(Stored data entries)
=======

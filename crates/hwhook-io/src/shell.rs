//! Shell-backed command runner.
//!
//! Runs each command line as `<shell> -c <line>` and waits for it, the way
//! `system(3)` does. Standard streams are inherited from the calling
//! process. There is no timeout: a command that never exits blocks the
//! caller forever.

use std::path::{Path, PathBuf};
use std::process::{Command, ExitStatus};

use hwhook_core::{CommandRunner, errno};

/// Default shell used to run command lines.
pub const DEFAULT_SHELL: &str = "/bin/sh";

/// Command runner spawning a shell per command.
#[derive(Debug, Clone, PartialEq, Eq)]
pub struct ShellRunner {
    shell: PathBuf,
}

impl ShellRunner {
    /// Create a runner using `shell`.
    pub fn new(shell: impl Into<PathBuf>) -> Self {
        Self {
            shell: shell.into(),
        }
    }

    /// Shell used by this runner.
    pub fn shell(&self) -> &Path {
        &self.shell
    }
}

impl Default for ShellRunner {
    fn default() -> Self {
        Self::new(DEFAULT_SHELL)
    }
}

impl CommandRunner for ShellRunner {
    fn run(&self, command_line: &str) -> i32 {
        tracing::info!(shell = %self.shell.display(), command = command_line.trim_end(), "running command");
        match Command::new(&self.shell).arg("-c").arg(command_line).status() {
            Ok(status) => {
                let code = exit_status_code(status);
                if code != 0 {
                    tracing::warn!(status = code, command = command_line.trim_end(), "command exited non-zero");
                }
                code
            }
            Err(e) => {
                tracing::warn!(shell = %self.shell.display(), error = %e, "failed to spawn shell");
                -e.raw_os_error().unwrap_or(errno::EIO)
            }
        }
    }
}

/// Convert a process exit status to the runner's OS-style status.
///
/// Normal exit yields the exit code. Death by signal yields `128 + signal`,
/// as shells report it.
pub fn exit_status_code(status: ExitStatus) -> i32 {
    if let Some(code) = status.code() {
        return code;
    }
    #[cfg(unix)]
    {
        use std::os::unix::process::ExitStatusExt;
        if let Some(signal) = status.signal() {
            return 128 + signal;
        }
    }
    errno::EIO
}

#[cfg(all(test, unix))]
mod tests {
    use super::*;

    #[test]
    fn success_is_zero() {
        assert_eq!(ShellRunner::default().run("true"), 0);
    }

    #[test]
    fn exit_code_is_returned() {
        assert_eq!(ShellRunner::default().run("exit 2"), 2);
    }

    #[test]
    fn trailing_newline_is_accepted() {
        assert_eq!(ShellRunner::default().run("test 1 -eq 1\n"), 0);
    }

    #[test]
    fn signal_death_is_offset() {
        assert_eq!(ShellRunner::default().run("kill -9 $$"), 128 + 9);
    }

    #[test]
    fn missing_shell_is_negative() {
        let status = ShellRunner::new("/nonexistent/hwhook/sh").run("true");
        assert!(status < 0, "got {status}");
    }
}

=======

Wherever a line of the entries holds the string "tracing", copy that line.

        tracing::info!(shell = %self.shell.display(), command = command_line.trim_end(), "running command");
                    tracing::warn!(status = code, command = command_line.trim_end(), "command exited non-zero");
                tracing::warn!(shell = %self.shell.display(), error = %e, "failed to spawn shell");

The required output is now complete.